● Prompt
Find the line with "#[derive(Debug, Clone, PartialEq, Eq, Serialize, Deserialize)]" in the entries below. Repeat it, every following line, and the line with "RawWorkItem::Name(name) => WorkItem", exactly and with nothing added.

● Dataset excerpts
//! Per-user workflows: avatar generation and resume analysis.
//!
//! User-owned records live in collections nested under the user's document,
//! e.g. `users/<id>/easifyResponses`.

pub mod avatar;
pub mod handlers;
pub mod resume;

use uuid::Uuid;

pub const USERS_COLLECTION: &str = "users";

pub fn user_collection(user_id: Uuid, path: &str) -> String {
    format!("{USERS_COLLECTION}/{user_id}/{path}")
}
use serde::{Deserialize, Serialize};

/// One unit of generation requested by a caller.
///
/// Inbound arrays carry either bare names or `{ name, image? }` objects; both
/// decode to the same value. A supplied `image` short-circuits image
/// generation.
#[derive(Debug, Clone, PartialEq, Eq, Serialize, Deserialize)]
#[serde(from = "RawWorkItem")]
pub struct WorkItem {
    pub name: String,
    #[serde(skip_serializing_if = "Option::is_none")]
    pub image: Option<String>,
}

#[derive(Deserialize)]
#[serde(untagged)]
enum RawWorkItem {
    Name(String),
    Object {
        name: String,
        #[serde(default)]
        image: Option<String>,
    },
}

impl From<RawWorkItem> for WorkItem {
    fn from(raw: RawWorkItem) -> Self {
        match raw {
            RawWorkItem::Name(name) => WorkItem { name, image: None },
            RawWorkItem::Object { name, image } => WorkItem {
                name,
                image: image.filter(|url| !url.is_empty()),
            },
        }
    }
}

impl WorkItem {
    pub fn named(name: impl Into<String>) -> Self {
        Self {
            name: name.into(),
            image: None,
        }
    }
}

* * *

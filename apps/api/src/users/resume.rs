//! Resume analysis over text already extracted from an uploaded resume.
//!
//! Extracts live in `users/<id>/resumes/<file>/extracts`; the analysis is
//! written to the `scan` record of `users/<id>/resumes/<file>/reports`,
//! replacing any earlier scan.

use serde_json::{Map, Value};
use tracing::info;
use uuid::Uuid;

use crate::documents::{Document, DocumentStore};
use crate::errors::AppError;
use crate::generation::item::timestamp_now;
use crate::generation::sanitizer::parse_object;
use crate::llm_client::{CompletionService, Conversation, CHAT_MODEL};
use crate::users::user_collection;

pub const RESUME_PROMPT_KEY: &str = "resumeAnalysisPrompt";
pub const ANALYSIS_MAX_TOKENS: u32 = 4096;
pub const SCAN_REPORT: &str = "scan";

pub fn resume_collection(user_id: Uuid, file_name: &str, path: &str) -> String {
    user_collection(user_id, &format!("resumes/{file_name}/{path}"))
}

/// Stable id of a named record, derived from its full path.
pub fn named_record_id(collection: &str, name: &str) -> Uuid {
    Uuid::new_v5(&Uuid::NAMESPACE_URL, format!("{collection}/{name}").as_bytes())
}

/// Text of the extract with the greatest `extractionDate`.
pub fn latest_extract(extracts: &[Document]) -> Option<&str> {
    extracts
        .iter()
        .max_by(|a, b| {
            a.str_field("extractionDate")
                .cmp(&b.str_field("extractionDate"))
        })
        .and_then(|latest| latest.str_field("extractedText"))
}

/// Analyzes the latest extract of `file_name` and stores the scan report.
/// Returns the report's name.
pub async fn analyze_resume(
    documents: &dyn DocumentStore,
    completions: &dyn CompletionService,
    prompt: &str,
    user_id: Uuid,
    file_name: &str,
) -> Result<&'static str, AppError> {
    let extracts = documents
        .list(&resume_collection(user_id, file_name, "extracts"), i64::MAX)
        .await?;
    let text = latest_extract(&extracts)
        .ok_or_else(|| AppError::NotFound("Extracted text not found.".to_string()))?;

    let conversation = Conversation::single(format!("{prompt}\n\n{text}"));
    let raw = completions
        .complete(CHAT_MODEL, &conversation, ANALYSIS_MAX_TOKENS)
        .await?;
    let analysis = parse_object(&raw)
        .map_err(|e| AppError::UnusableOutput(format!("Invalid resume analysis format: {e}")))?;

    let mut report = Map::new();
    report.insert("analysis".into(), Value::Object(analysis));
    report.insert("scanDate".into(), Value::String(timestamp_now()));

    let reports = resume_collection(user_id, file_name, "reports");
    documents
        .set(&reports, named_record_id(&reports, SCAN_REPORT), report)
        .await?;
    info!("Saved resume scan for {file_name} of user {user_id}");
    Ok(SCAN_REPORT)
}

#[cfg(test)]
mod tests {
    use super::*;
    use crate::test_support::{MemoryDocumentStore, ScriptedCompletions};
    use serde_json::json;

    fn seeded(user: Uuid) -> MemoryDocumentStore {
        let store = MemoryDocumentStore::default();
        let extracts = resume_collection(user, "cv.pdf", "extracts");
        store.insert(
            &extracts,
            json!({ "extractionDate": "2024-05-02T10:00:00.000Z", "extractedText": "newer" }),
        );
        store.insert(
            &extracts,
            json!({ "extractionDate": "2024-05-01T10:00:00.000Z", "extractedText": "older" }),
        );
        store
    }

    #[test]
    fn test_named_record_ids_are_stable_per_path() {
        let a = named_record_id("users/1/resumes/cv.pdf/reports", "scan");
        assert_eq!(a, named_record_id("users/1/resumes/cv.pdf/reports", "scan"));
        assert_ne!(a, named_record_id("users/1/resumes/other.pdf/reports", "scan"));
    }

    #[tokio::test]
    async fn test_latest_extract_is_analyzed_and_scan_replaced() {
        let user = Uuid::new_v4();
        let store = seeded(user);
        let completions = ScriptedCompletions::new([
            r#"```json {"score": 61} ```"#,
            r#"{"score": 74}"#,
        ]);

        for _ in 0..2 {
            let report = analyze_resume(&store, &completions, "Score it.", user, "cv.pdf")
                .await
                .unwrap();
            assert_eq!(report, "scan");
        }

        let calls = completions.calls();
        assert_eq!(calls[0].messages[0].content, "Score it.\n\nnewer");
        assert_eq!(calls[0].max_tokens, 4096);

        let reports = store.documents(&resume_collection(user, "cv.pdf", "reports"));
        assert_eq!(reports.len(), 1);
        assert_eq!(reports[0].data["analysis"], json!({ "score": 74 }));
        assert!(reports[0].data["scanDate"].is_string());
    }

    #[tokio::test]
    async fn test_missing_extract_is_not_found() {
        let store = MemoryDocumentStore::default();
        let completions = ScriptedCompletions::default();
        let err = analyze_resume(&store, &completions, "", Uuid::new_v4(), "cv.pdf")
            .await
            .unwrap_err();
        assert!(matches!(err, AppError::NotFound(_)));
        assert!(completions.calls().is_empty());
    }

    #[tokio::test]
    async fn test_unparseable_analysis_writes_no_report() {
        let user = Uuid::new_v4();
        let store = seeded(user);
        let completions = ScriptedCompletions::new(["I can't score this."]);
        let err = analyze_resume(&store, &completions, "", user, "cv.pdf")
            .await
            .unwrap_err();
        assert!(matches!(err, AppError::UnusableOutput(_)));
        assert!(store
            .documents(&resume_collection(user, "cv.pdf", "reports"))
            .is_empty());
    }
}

---

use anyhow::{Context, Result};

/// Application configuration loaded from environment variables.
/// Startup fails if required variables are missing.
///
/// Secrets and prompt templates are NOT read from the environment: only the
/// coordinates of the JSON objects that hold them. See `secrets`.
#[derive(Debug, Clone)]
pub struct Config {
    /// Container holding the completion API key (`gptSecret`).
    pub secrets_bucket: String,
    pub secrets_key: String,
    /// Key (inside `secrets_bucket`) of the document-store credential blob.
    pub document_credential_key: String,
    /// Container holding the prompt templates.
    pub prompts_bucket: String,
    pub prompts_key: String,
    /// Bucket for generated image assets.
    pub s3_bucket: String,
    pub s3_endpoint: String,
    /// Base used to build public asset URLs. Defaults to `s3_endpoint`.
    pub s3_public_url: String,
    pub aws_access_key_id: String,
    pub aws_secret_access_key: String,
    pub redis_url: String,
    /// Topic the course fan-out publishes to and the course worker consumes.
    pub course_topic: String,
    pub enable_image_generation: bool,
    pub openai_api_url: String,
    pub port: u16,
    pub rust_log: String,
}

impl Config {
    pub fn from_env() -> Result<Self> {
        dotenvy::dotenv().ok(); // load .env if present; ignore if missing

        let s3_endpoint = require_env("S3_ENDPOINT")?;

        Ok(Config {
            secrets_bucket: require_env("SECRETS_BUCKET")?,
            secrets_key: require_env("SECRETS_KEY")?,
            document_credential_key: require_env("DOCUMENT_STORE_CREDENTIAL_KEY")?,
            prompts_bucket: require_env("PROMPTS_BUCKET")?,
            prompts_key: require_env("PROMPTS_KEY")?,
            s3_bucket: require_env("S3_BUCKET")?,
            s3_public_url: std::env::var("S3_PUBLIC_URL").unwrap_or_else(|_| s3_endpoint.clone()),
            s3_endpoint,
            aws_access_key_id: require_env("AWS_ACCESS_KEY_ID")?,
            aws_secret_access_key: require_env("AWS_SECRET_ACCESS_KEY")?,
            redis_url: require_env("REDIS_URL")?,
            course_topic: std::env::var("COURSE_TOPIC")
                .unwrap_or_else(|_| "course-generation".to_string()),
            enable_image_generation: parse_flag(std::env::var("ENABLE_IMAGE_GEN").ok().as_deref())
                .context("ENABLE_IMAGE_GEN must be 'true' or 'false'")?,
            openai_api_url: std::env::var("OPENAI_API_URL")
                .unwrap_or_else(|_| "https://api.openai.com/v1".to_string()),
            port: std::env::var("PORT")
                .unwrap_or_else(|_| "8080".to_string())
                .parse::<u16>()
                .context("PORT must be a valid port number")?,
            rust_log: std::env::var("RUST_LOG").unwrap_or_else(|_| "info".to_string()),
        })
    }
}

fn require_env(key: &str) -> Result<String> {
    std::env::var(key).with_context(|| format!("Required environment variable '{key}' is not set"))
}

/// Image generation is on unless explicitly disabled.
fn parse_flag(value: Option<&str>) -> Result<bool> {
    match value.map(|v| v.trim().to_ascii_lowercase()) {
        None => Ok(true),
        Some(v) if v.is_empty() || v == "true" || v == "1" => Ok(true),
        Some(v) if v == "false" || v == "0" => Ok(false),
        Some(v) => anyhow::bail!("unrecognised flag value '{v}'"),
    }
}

● Task response
#[derive(Debug, Clone, PartialEq, Eq, Serialize, Deserialize)]
#[serde(from = "RawWorkItem")]
pub struct WorkItem {
    pub name: String,
    #[serde(skip_serializing_if = "Option::is_none")]
    pub image: Option<String>,
}

#[derive(Deserialize)]
#[serde(untagged)]
enum RawWorkItem {
    Name(String),
    Object {
        name: String,
        #[serde(default)]
        image: Option<String>,
    },
}

impl From<RawWorkItem> for WorkItem {
    fn from(raw: RawWorkItem) -> Self {
        match raw {
            RawWorkItem::Name(name) => WorkItem { name, image: None },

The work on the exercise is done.